The number of thrips species, listed in the "Table of introduced and potential invaders", that have been inadvertently introduced to California, presumably through human activities, is now over 60. Some of these will have been introduced many years ago, such as the greenhouse thrips, Heliothrips haemorrhoidalis, and the fern thrips Leucothrips nigripennis, both of which presumably came from Southern Brazil (Mound, 1999; Nakahara et al., 2015). One Oriental species, Liothrips floridensis on Cinnamomum camphora leaves, has been known in Florida for many years, but was recognised in California only in 2011. In contrast, Scirtothrips perseae and Neohydatothrips burungae have both been found in California only in recent years, both of them in association with the avocado orchards (Hoddle, 2002). Similarly, the Oriental gall-invading species, Androthrips ramachandrai, has been recorded from California only very recently, together with Gynaikothrips uzeli, the leaf-rolling thrips on Ficus benjiamina (Boyd & Held, 2006). Another recent introduction is Klambothrips myopori from southeastern Australia (Cameron & Mound, 2014), a black thrips that induces severe damage to the shrub Myoporum laetum that is so widely grown along roadsides in California. Moreover, a healthy population of Dendrothrips howei, another Australian species, was discovered at a Los Angeles plant nursery in 2010.
Such invasions are continuing, largely as a result of the international horticultural trade transporting large numbers of plants by air. During the peak marketing seasons in North America, up to 35 flights have been reported to leave Colombia daily, fully laden with plants and flowers for Miami and Los Angeles. Because of this massive trade in horticultural produce, the identification and information system presented here includes 40 species that are currently not established in California, but that are considered potential immigrants, particularly from Hawaii. For example, the citrus pest, Pezothrips kellyanus, and a Pacific flower thrips, Thrips maculicollis, have both been intercepted many times at Sacramento in floral leis arriving from Hawaii.

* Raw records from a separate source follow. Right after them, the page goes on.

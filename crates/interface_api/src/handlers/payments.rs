//! Payment entry handlers

use axum::{extract::{Path, State}, Json};

use domain_workflow::Action;

use crate::dto::ArtifactResponse;
use crate::handlers::Caller;
use crate::{error::ApiError, AppState};

/// Submits a draft payment entry
pub async fn submit(
    State(state): State<AppState>,
    Path(name): Path<String>,
    caller: Caller,
) -> Result<Json<ArtifactResponse>, ApiError> {
    caller.authorize(Action::RecordPayment)?;
    let entry = state.workflow.submit_payment(&name, caller.metadata()).await?;
    let message = format!("Payment Entry {} submitted", entry.name);
    Ok(Json(ArtifactResponse::new(entry, message)))
}
//! Workflow Domain
//!
//! Status gating and conditional transitions for insurance proposals,
//! policies and claims.
//!
//! # Flow
//!
//! ```text
//! Document --snapshot--> Subject --gate--> [ActionDescriptor]
//!                                   |
//!        WorkflowService executor --+--> set_fields_if([status = read status, ...])
//!                                   \--> ServerProcedures (payments, policy, settlement)
//! ```
//!
//! The gate is deny-by-default: an action that is not listed for the
//! current snapshot is refused with `WorkflowError::ActionNotPermitted`.

pub mod status;
pub mod state;
pub mod action;
pub mod gate;
pub mod validation;
pub mod roles;
pub mod premium;
pub mod error;
pub mod ports;
pub mod procedures;
pub mod services;

pub use status::{ClaimStatus, PolicyStatus, ProposalStatus};
pub use state::{
    date_field, decimal_field, policy_period, text_field, ClaimState, PolicyState, ProposalState,
    Subject,
};
pub use action::{Action, ActionDescriptor, ActionScope};
pub use gate::{gate, is_permitted, require};
pub use validation::{
    append_note, validate_date_of_loss, validate_proposal, validate_reason,
    validate_survey_assignment, validate_waiting_period, ClaimIntake, ClaimLimits, PolicyPayment,
};
pub use premium::{AddonPremium, AddonPricing, InsurancePlan, PlanAddon, PremiumQuote, RateType};
pub use roles::{authorize, authorize_claim_advance, claim_advance_roles, required_roles};
pub use error::WorkflowError;
pub use ports::{ArtifactRef, ServerProcedures};
#[cfg(any(test, feature = "mock"))]
pub use ports::mock::MockServerProcedures;
pub use procedures::StoreProcedures;
pub use services::{AssignmentResult, BulkAssignmentReport, ExcludedClaim, WorkflowService};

There is limited biological or geographical pattern concerning the origin of the immigrant species. Early European settlement involving sailing ships presumably introduced many thrips, such as grass-living species associated with hay (Limothrips cerealium) or within grass seeds (Chirothrips manicatus), and several fungus-feeding species arrived presumably on dead wood (Mound, 1983). One species, Cartomothrips browni, has been widely distributed around the world from Australia in the seed capsules of various Eucalyptus species. Another, Amynothrips andersoni, has been introduced to California deliberately, as a biological control agent against a weedy plant. However, most of the introduced species are phytophages that have presumably been transported accidentally on live plants.

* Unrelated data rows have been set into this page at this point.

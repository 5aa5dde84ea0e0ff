//! Vehicle domain services
//!
//! `VerificationService` runs a registry lookup for a stored vehicle and
//! persists the mapped result. The write is conditional on the vehicle
//! version read before the lookup, so an edit made while the registry was
//! answering is never overwritten.

use std::sync::Arc;
use std::time::Duration;

use serde::Serialize;
use serde_json::Value;
use tracing::{info, instrument, warn};

use core_kernel::{DocType, Document, DocumentStore, FieldMap, OperationMetadata, PortError, Precondition};

use crate::error::VehicleError;
use crate::ports::RcRegistryPort;
use crate::vehicle::Vehicle;
use crate::verification::{Guidance, VerificationOutcome};

/// Default upper bound for one registry lookup
pub const DEFAULT_LOOKUP_TIMEOUT: Duration = Duration::from_secs(10);

/// What a verification attempt produced
#[derive(Debug, Clone, Serialize)]
pub struct VerificationReport {
    pub vehicle_name: String,
    pub outcome: VerificationOutcome,
    pub guidance: Guidance,
    /// The vehicle after the outcome was applied
    pub vehicle: Vehicle,
}

impl VerificationReport {
    pub fn message(&self) -> String {
        match &self.outcome {
            VerificationOutcome::Error { message, .. } => message.clone(),
            other => other.guidance().message().to_string(),
        }
    }
}

/// Service verifying vehicles against the RC registry
pub struct VerificationService {
    store: Arc<dyn DocumentStore>,
    registry: Arc<dyn RcRegistryPort>,
    timeout: Duration,
}

impl VerificationService {
    pub fn new(store: Arc<dyn DocumentStore>, registry: Arc<dyn RcRegistryPort>) -> Self {
        Self {
            store,
            registry,
            timeout: DEFAULT_LOOKUP_TIMEOUT,
        }
    }

    /// Sets the lookup time limit
    pub fn with_timeout(mut self, timeout: Duration) -> Self {
        self.timeout = timeout;
        self
    }

    async fn load(&self, name: &str) -> Result<(Document, Vehicle), VehicleError> {
        let doc = self.store.get(DocType::Vehicle, name).await?;
        let vehicle = doc.decode::<Vehicle>()?;
        Ok((doc, vehicle))
    }

    /// Loads a vehicle by name
    pub async fn get_vehicle(&self, name: &str) -> Result<Vehicle, VehicleError> {
        Ok(self.load(name).await?.1)
    }

    /// Verifies the vehicle's registration number with the registry
    ///
    /// # Errors
    ///
    /// - `VehicleError::Validation` if the vehicle has no registration number;
    ///   the registry is not called
    /// - `VehicleError::Integration` if the registry could not be reached;
    ///   the vehicle is left untouched
    /// - `VehicleError::Conflict` if the vehicle changed during the lookup
    #[instrument(skip(self, metadata), fields(vehicle = %name))]
    pub async fn verify(
        &self,
        name: &str,
        metadata: Option<OperationMetadata>,
    ) -> Result<VerificationReport, VehicleError> {
        let (doc, vehicle) = self.load(name).await?;
        let registration_no = vehicle
            .registration()
            .ok_or_else(|| VehicleError::validation("Please enter Registration No first."))?
            .to_string();

        let outcome = match tokio::time::timeout(
            self.timeout,
            self.registry.lookup(&registration_no, metadata),
        )
        .await
        {
            Err(_) | Ok(Err(PortError::Timeout { .. })) => VerificationOutcome::Timeout,
            Ok(Err(e)) => {
                warn!(error = %e, "RC registry call failed");
                return Err(VehicleError::Integration(e.to_string()));
            }
            Ok(Ok(outcome)) => outcome,
        };

        let vehicle = match outcome.patch() {
            None => {
                info!(%registration_no, "RC lookup timed out, vehicle unchanged");
                vehicle
            }
            Some(patch) => {
                let updated = self
                    .store
                    .set_fields_if(DocType::Vehicle, name, &[Precondition::version(doc.version)], patch)
                    .await?;
                info!(%registration_no, verified = outcome.is_success(), "RC verification recorded");
                updated.decode::<Vehicle>()?
            }
        };

        Ok(VerificationReport {
            vehicle_name: name.to_string(),
            guidance: outcome.guidance(),
            outcome,
            vehicle,
        })
    }

    /// Applies a user edit to a vehicle
    ///
    /// Verified fields are read-only unless `roles` holds the override role.
    /// The merged record must still decode as a vehicle.
    #[instrument(skip(self, updates, roles), fields(vehicle = %name))]
    pub async fn update_fields(
        &self,
        name: &str,
        updates: FieldMap,
        roles: &[String],
    ) -> Result<Vehicle, VehicleError> {
        let (doc, vehicle) = self.load(name).await?;
        vehicle.ensure_editable(&doc.fields, &updates, roles)?;

        let mut merged = doc.fields.clone();
        for (key, value) in &updates {
            merged.insert(key.clone(), value.clone());
        }
        serde_json::from_value::<Vehicle>(Value::Object(merged))
            .map_err(|e| VehicleError::validation(format!("Invalid vehicle fields: {}", e)))?;

        let updated = self
            .store
            .set_fields_if(DocType::Vehicle, name, &[Precondition::version(doc.version)], updates)
            .await?;
        Ok(updated.decode::<Vehicle>()?)
    }
}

The species listed below as potentially invasive include a range of widespread pests in warmer parts of the world, such as the red-banded cocoa thrips, Selenothrips rubrocinctus, and the melon thrips, Thrips palmi, as well as the Southeast Asian species, Thrips parvispinus, that is now a pest in Hawaii. Also included are species from the Caribbean area, Frankliniella bispinosa, F. cephalica, F invasor and F. parvula. The horticultural trade in Ficus species has introduced the Oriental species Anascirtothrips arorai into Florida, and several other species that are common in the Caribbean must be considered potential immigrants to California, including Haplothrips gowdeyi, Anaphothrips sudanensis and the crop virus vector species Frankliniella schultzei. Again, there is little pattern to the species selected for this list except that all of them have been found in association with crops in other parts of the world. Two further potential immigrants are the rice thrips, Stenchaetothrips biformis, and some of the thrips associated with sugar cane such as Podothrips lucasseni.
Boyd DW & Held DW (2006) Androthrips ramachandrai (Thysanoptera: Phlaeothripidae): an introduced thrips in the United States. Florida Entomologist 89: 455–458.

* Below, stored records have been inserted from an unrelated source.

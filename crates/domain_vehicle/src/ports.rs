//! Vehicle Domain Ports
//!
//! The `RcRegistryPort` trait is the vehicle domain's view of the external
//! registration-certificate registry. Adapters:
//!
//! - **RcRegistryAdapter**: HTTP registry client (see `adapters`)
//! - **MockRcRegistry**: scripted outcomes for tests
//!
//! ```rust,ignore
//! use domain_vehicle::{RcRegistryPort, VerificationOutcome};
//!
//! match registry.lookup("MH12AB1234", None).await? {
//!     VerificationOutcome::Success { details, .. } => { /* map fields */ }
//!     VerificationOutcome::Error { message, .. } => { /* show message */ }
//!     VerificationOutcome::Timeout => { /* offer retry */ }
//! }
//! ```

use async_trait::async_trait;

use core_kernel::{DomainPort, HealthCheckable, OperationMetadata, PortError};

use crate::verification::VerificationOutcome;

/// Registration certificate lookup
#[async_trait]
pub trait RcRegistryPort: DomainPort + HealthCheckable {
    /// Looks up a registration number
    ///
    /// Application-level failures (unknown vehicle, rejected lookup) come
    /// back as `Ok(VerificationOutcome::Error)`. A lookup that ran out of
    /// time is `Ok(VerificationOutcome::Timeout)`. `Err` is reserved for
    /// failures to reach the registry at all.
    async fn lookup(
        &self,
        registration_no: &str,
        metadata: Option<OperationMetadata>,
    ) -> Result<VerificationOutcome, PortError>;
}

/// Mock implementation of RcRegistryPort for testing
#[cfg(any(test, feature = "mock"))]
pub mod mock {
    use super::*;
    use chrono::Utc;
    use core_kernel::{AdapterHealth, HealthCheckResult};
    use std::collections::HashMap;
    use std::sync::atomic::{AtomicUsize, Ordering};
    use std::time::Duration;

    #[derive(Debug, Clone)]
    enum Scripted {
        Outcome(VerificationOutcome),
        Unreachable(String),
    }

    /// Registry that answers from a script
    ///
    /// Unknown registration numbers get an `Error` outcome.
    #[derive(Debug, Default)]
    pub struct MockRcRegistry {
        responses: HashMap<String, Scripted>,
        delay: Option<Duration>,
        calls: AtomicUsize,
    }

    impl MockRcRegistry {
        pub fn new() -> Self {
            Self::default()
        }

        /// Answers `registration_no` with a fixed outcome
        pub fn with_outcome(mut self, registration_no: &str, outcome: VerificationOutcome) -> Self {
            self.responses
                .insert(registration_no.to_string(), Scripted::Outcome(outcome));
            self
        }

        /// Answers `registration_no` with a connection failure
        pub fn with_unreachable(mut self, registration_no: &str, message: &str) -> Self {
            self.responses.insert(
                registration_no.to_string(),
                Scripted::Unreachable(message.to_string()),
            );
            self
        }

        /// Delays every answer
        pub fn with_delay(mut self, delay: Duration) -> Self {
            self.delay = Some(delay);
            self
        }

        /// Number of lookups made so far
        pub fn call_count(&self) -> usize {
            self.calls.load(Ordering::SeqCst)
        }
    }

    impl DomainPort for MockRcRegistry {}

    #[async_trait]
    impl HealthCheckable for MockRcRegistry {
        async fn health_check(&self) -> HealthCheckResult {
            HealthCheckResult {
                adapter_id: "mock-rc-registry".to_string(),
                status: AdapterHealth::Healthy,
                latency_ms: 0,
                message: Some("Mock adapter always healthy".to_string()),
                checked_at: Utc::now(),
            }
        }
    }

    #[async_trait]
    impl RcRegistryPort for MockRcRegistry {
        async fn lookup(
            &self,
            registration_no: &str,
            _metadata: Option<OperationMetadata>,
        ) -> Result<VerificationOutcome, PortError> {
            self.calls.fetch_add(1, Ordering::SeqCst);
            if let Some(delay) = self.delay {
                tokio::time::sleep(delay).await;
            }

            match self.responses.get(registration_no) {
                Some(Scripted::Outcome(outcome)) => Ok(outcome.clone()),
                Some(Scripted::Unreachable(message)) => Err(PortError::connection(message.clone())),
                None => Ok(VerificationOutcome::Error {
                    message: "Vehicle not found".to_string(),
                    raw_response: r#"{"status":"INVALID","message":"Vehicle not found"}"#.to_string(),
                }),
            }
        }
    }
}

Cameron SL & Mound LA (2014) Trans-Bass Strait speciation and trans-Pacific dispersal in the Myoporum thrips (Thysanoptera, Phlaeothripinae). Austral Entomology 53: 36–41.
Hoddle MS (2002) Developmental and reproductive biology of Scirtothrips perseae (Thysanoptera: Thripidae): a new avocado pest in California. Bulletin of Entomological Research 92: 279–285.
Mound LA (1983) Natural and disrupted patterns of geographical distribution in Thysanoptera (Insecta). Journal of Biogeography 10: 119–133.
Mound LA (1999) Saltatorial leaf–feeding Thysanoptera (Thripidae, Dendrothripinae) in Australia and New Caledonia, with newly recorded pests of ferns, figs and mulberries. Australian Journal of Entomology 38: 257–273.
Nakahara S, O’Donnell CA & Mound LA (2015) Heliothrips haemorrhoidalis and its relatives, with one new species and one new genus (Thysanoptera). Zootaxa 4021 (4): 578–584.